Co-Delivery of RUNX2-Targeting miRNAs and shRNAs Using Nanoparticles Composed of Dexamethasone and PEI Induces Chondrogenesis of Human Mesenchymal Stem Cells

RNA interference (RNAi) plays important roles, and microRNAs (miRNAs) are used as biomarkers and targets in cell therapies. In this study, we fabricated miRNAs and short hairpin RNAs (shRNAs) targeting the osteogenic RUNX2 gene to induce chondrogenesis of human mesenchymal stem cells (hMSCs). pDNA harboring these miRNAs and shRNAs was complexed with nanoparticles composed of dexamethasone and tetramethlyrhodamine-labeled branched polyethyleneimine (RDtNPs). The miRNAs and shRNAs reduced RUNX2 expression in hMSCs at early (12 h) and late (72 h) time points, respectively.

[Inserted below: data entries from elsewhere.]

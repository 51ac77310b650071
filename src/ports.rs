//! Capabilities the controller needs from its host.
//!
//! SYSTEM CONTEXT
//! ==============
//! The browser build plugs in gloo-net, `localStorage`, a toast signal and the
//! router; the CLI plugs in reqwest, a JSON session file and the terminal.
//! Tests plug in recording mocks.
//!
//! Futures are `?Send`: every host drives the controller from a single thread.

use crate::error::{StorageError, TransportError};

/// Raw HTTP response as seen by the controller.
#[derive(Debug, Clone, PartialEq, Eq)]
pub struct TransportResponse {
    pub status: u16,
    pub body: String,
}

impl TransportResponse {
    #[must_use]
    pub fn new(status: u16, body: impl Into<String>) -> Self {
        Self { status, body: body.into() }
    }

    /// `true` for 2xx statuses.
    #[must_use]
    pub fn is_success(&self) -> bool {
        (200..300).contains(&self.status)
    }
}

/// Sends one JSON request and hands back whatever the server answered.
#[async_trait::async_trait(?Send)]
pub trait AuthTransport {
    /// `POST` `body` to `url` with `Content-Type: application/json`.
    ///
    /// # Errors
    ///
    /// Returns [`TransportError`] only when no HTTP response was received.
    /// Non-2xx statuses are returned as `Ok`.
    async fn post_json(&self, url: &str, body: String) -> Result<TransportResponse, TransportError>;
}

/// Durable key/value storage for the session.
pub trait SessionStore {
    /// # Errors
    ///
    /// Returns [`StorageError`] when the backing store refuses the write.
    fn set_item(&self, key: &str, value: &str) -> Result<(), StorageError>;
}

#[derive(Clone, Copy, Debug, Default, PartialEq, Eq)]
pub enum ToastVariant {
    #[default]
    Default,
    Destructive,
}

/// A transient user-facing message.
#[derive(Clone, Debug, PartialEq, Eq)]
pub struct Toast {
    pub title: String,
    pub description: String,
    pub variant: ToastVariant,
}

impl Toast {
    #[must_use]
    pub fn success(title: impl Into<String>, description: impl Into<String>) -> Self {
        Self { title: title.into(), description: description.into(), variant: ToastVariant::Default }
    }

    #[must_use]
    pub fn destructive(title: impl Into<String>, description: impl Into<String>) -> Self {
        Self { title: title.into(), description: description.into(), variant: ToastVariant::Destructive }
    }
}

/// Fire-and-forget notification sink.
pub trait Notifier {
    fn notify(&self, toast: Toast);
}

/// Fire-and-forget client-side redirect.
pub trait Navigator {
    fn navigate(&self, route: &str);
}
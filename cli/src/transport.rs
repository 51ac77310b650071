//! reqwest-backed login transport.

#[cfg(test)]
#[path = "transport_test.rs"]
mod transport_test;

use reqwest::header::{ACCEPT, CONTENT_TYPE};
use signin::{AuthTransport, TransportError, TransportResponse};

const USER_AGENT: &str = concat!("signin-cli/", env!("CARGO_PKG_VERSION"));

pub struct ReqwestTransport {
    http: reqwest::Client,
}

impl ReqwestTransport {
    /// # Errors
    ///
    /// Fails if the TLS backend cannot be initialized.
    pub fn new() -> Result<Self, reqwest::Error> {
        let http = reqwest::Client::builder().user_agent(USER_AGENT).build()?;
        Ok(Self { http })
    }
}

#[async_trait::async_trait(?Send)]
impl AuthTransport for ReqwestTransport {
    async fn post_json(&self, url: &str, body: String) -> Result<TransportResponse, TransportError> {
        let response = self
            .http
            .post(url)
            .header(CONTENT_TYPE, "application/json")
            .header(ACCEPT, "application/json")
            .body(body)
            .send()
            .await
            .map_err(|e| TransportError(e.to_string()))?;

        let status = response.status().as_u16();
        let text = response.text().await.map_err(|e| TransportError(e.to_string()))?;
        tracing::debug!(status, bytes = text.len(), "login response received");
        Ok(TransportResponse::new(status, text))
    }
}
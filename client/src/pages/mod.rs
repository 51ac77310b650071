//! Route-level screens.
//!
//! ARCHITECTURE
//! ============
//! Each page owns route-scoped orchestration and delegates rendering details
//! to `components`.

pub mod home;
pub mod login;
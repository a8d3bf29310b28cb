use async_trait::async_trait;
use uuid::Uuid;

use crate::application::repos::{FollowsRepo, RepoError};

use super::{PostgresRepositories, map_sqlx_error};

#[async_trait]
impl FollowsRepo for PostgresRepositories {
    async fn insert_follow(
        &self,
        follower_id: Uuid,
        followed_id: Uuid,
    ) -> Result<bool, RepoError> {
        let result = sqlx::query(
            "INSERT INTO follows (follower_id, followed_id) VALUES ($1, $2) \
             ON CONFLICT (follower_id, followed_id) DO NOTHING",
        )
        .bind(follower_id)
        .bind(followed_id)
        .execute(self.pool())
        .await
        .map_err(map_sqlx_error)?;

        Ok(result.rows_affected() > 0)
    }

    async fn remove_follow(
        &self,
        follower_id: Uuid,
        followed_id: Uuid,
    ) -> Result<bool, RepoError> {
        let result =
            sqlx::query("DELETE FROM follows WHERE follower_id = $1 AND followed_id = $2")
                .bind(follower_id)
                .bind(followed_id)
                .execute(self.pool())
                .await
                .map_err(map_sqlx_error)?;

        Ok(result.rows_affected() > 0)
    }

    async fn is_following(
        &self,
        follower_id: Uuid,
        followed_id: Uuid,
    ) -> Result<bool, RepoError> {
        let exists = sqlx::query_scalar::<_, bool>(
            "SELECT EXISTS(SELECT 1 FROM follows WHERE follower_id = $1 AND followed_id = $2)",
        )
        .bind(follower_id)
        .bind(followed_id)
        .fetch_one(self.pool())
        .await
        .map_err(map_sqlx_error)?;

        Ok(exists)
    }
}
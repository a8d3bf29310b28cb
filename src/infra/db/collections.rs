use async_trait::async_trait;
use time::OffsetDateTime;
use uuid::Uuid;

use crate::application::repos::{
    CollectionWithCount, CollectionsRepo, CreateCollectionParams, PostWithAuthor, RepoError,
    UpdateCollectionParams,
};
use crate::domain::entities::CollectionRecord;

use super::posts::PostAuthorRow;
use super::{PostgresRepositories, map_sqlx_error};

const COLLECTION_COLUMNS: &str =
    "id, user_id, name, description, is_private, created_at, updated_at";

#[derive(sqlx::FromRow)]
struct CollectionRow {
    id: Uuid,
    user_id: Uuid,
    name: String,
    description: Option<String>,
    is_private: bool,
    created_at: OffsetDateTime,
    updated_at: OffsetDateTime,
}

impl From<CollectionRow> for CollectionRecord {
    fn from(row: CollectionRow) -> Self {
        Self {
            id: row.id,
            user_id: row.user_id,
            name: row.name,
            description: row.description,
            is_private: row.is_private,
            created_at: row.created_at,
            updated_at: row.updated_at,
        }
    }
}

#[derive(sqlx::FromRow)]
struct CollectionCountRow {
    id: Uuid,
    user_id: Uuid,
    name: String,
    description: Option<String>,
    is_private: bool,
    created_at: OffsetDateTime,
    updated_at: OffsetDateTime,
    posts_count: i64,
}

impl From<CollectionCountRow> for CollectionWithCount {
    fn from(row: CollectionCountRow) -> Self {
        Self {
            record: CollectionRecord {
                id: row.id,
                user_id: row.user_id,
                name: row.name,
                description: row.description,
                is_private: row.is_private,
                created_at: row.created_at,
                updated_at: row.updated_at,
            },
            posts_count: row.posts_count,
        }
    }
}

#[async_trait]
impl CollectionsRepo for PostgresRepositories {
    async fn list_for_user(
        &self,
        user_id: Uuid,
    ) -> Result<Vec<CollectionWithCount>, RepoError> {
        let rows = sqlx::query_as::<_, CollectionCountRow>(
            "SELECT c.id, c.user_id, c.name, c.description, c.is_private, \
                    c.created_at, c.updated_at, \
                    (SELECT COUNT(*) FROM collection_posts cp WHERE cp.collection_id = c.id) \
                        AS posts_count \
             FROM collections c \
             WHERE c.user_id = $1 \
             ORDER BY c.updated_at DESC",
        )
        .bind(user_id)
        .fetch_all(self.pool())
        .await
        .map_err(map_sqlx_error)?;

        Ok(rows.into_iter().map(CollectionWithCount::from).collect())
    }

    async fn create_collection(
        &self,
        params: CreateCollectionParams,
    ) -> Result<CollectionRecord, RepoError> {
        let sql = format!(
            "INSERT INTO collections (user_id, name, description, is_private) \
             VALUES ($1, $2, $3, $4) \
             RETURNING {COLLECTION_COLUMNS}"
        );
        let row = sqlx::query_as::<_, CollectionRow>(&sql)
            .bind(params.user_id)
            .bind(&params.name)
            .bind(&params.description)
            .bind(params.is_private)
            .fetch_one(self.pool())
            .await
            .map_err(map_sqlx_error)?;

        Ok(CollectionRecord::from(row))
    }

    async fn find_by_id(&self, id: Uuid) -> Result<Option<CollectionRecord>, RepoError> {
        let sql = format!("SELECT {COLLECTION_COLUMNS} FROM collections WHERE id = $1");
        let row = sqlx::query_as::<_, CollectionRow>(&sql)
            .bind(id)
            .fetch_optional(self.pool())
            .await
            .map_err(map_sqlx_error)?;

        Ok(row.map(CollectionRecord::from))
    }

    async fn update_collection(
        &self,
        params: UpdateCollectionParams,
    ) -> Result<CollectionRecord, RepoError> {
        let sql = format!(
            "UPDATE collections \
             SET name = $2, description = $3, is_private = $4, updated_at = now() \
             WHERE id = $1 \
             RETURNING {COLLECTION_COLUMNS}"
        );
        let row = sqlx::query_as::<_, CollectionRow>(&sql)
            .bind(params.id)
            .bind(&params.name)
            .bind(&params.description)
            .bind(params.is_private)
            .fetch_one(self.pool())
            .await
            .map_err(map_sqlx_error)?;

        Ok(CollectionRecord::from(row))
    }

    async fn delete_collection(&self, id: Uuid) -> Result<(), RepoError> {
        sqlx::query("DELETE FROM collections WHERE id = $1")
            .bind(id)
            .execute(self.pool())
            .await
            .map_err(map_sqlx_error)?;

        Ok(())
    }

    async fn add_post(&self, collection_id: Uuid, post_id: Uuid) -> Result<bool, RepoError> {
        let mut tx = self.begin().await.map_err(map_sqlx_error)?;

        let inserted = sqlx::query(
            "INSERT INTO collection_posts (collection_id, post_id) VALUES ($1, $2) \
             ON CONFLICT (collection_id, post_id) DO NOTHING",
        )
        .bind(collection_id)
        .bind(post_id)
        .execute(tx.as_mut())
        .await
        .map_err(map_sqlx_error)?
        .rows_affected()
            > 0;

        if inserted {
            sqlx::query("UPDATE collections SET updated_at = now() WHERE id = $1")
                .bind(collection_id)
                .execute(tx.as_mut())
                .await
                .map_err(map_sqlx_error)?;
        }

        tx.commit().await.map_err(map_sqlx_error)?;
        Ok(inserted)
    }

    async fn remove_post(&self, collection_id: Uuid, post_id: Uuid) -> Result<bool, RepoError> {
        let mut tx = self.begin().await.map_err(map_sqlx_error)?;

        let removed = sqlx::query(
            "DELETE FROM collection_posts WHERE collection_id = $1 AND post_id = $2",
        )
        .bind(collection_id)
        .bind(post_id)
        .execute(tx.as_mut())
        .await
        .map_err(map_sqlx_error)?
        .rows_affected()
            > 0;

        if removed {
            sqlx::query("UPDATE collections SET updated_at = now() WHERE id = $1")
                .bind(collection_id)
                .execute(tx.as_mut())
                .await
                .map_err(map_sqlx_error)?;
        }

        tx.commit().await.map_err(map_sqlx_error)?;
        Ok(removed)
    }

    async fn posts_for_collection(
        &self,
        collection_id: Uuid,
    ) -> Result<Vec<PostWithAuthor>, RepoError> {
        let rows = sqlx::query_as::<_, PostAuthorRow>(
            "SELECT p.id, p.user_id, p.title, p.content, p.excerpt, \
                    p.audio_path, p.has_audio, \
                    p.likes_count, p.comments_count, p.reposts_count, p.views_count, \
                    p.created_at, p.updated_at, \
                    u.email AS author_email, u.hashed_password AS author_hashed_password, \
                    u.name AS author_name, u.username AS author_username, u.bio AS author_bio, \
                    u.avatar_path AS author_avatar_path, u.public_likes AS author_public_likes, \
                    u.created_at AS author_created_at, u.updated_at AS author_updated_at \
             FROM collection_posts cp \
             INNER JOIN posts p ON p.id = cp.post_id \
             INNER JOIN users u ON u.id = p.user_id \
             WHERE cp.collection_id = $1 \
             ORDER BY cp.created_at DESC",
        )
        .bind(collection_id)
        .fetch_all(self.pool())
        .await
        .map_err(map_sqlx_error)?;

        Ok(rows.into_iter().map(PostWithAuthor::from).collect())
    }

    async fn posts_count(&self, collection_id: Uuid) -> Result<i64, RepoError> {
        let count = sqlx::query_scalar::<_, i64>(
            "SELECT COUNT(*) FROM collection_posts WHERE collection_id = $1",
        )
        .bind(collection_id)
        .fetch_one(self.pool())
        .await
        .map_err(map_sqlx_error)?;

        Ok(count)
    }
}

Co-delivery of miRNAs and shRNAs resulted in rapid and sustained RUNX2 silencing. Moreover, dexamethasone in the nanoparticles enhanced chondrogenic differentiation. Gene and protein expression of RUNX2 was lower in hMSCs transfected with RDtNPs complexed with pDNA harboring miRNAs plus shRNAs for 72 h than in control hMSCs. Moreover, delivery of these miRNAs and shRNAs increased gene and protein expression of chondrogenic SOX9. These changes in expression facilitated the chondrogenic differentiation of hMSCs, as demonstrated by analysis of markers related to mature chondrocytes. Furthermore, histological and immunohistological analyses detected specific extracellular matrix and cartilage-related proteins in cultures of hMSCs transfected with these miRNAs and shRNAs.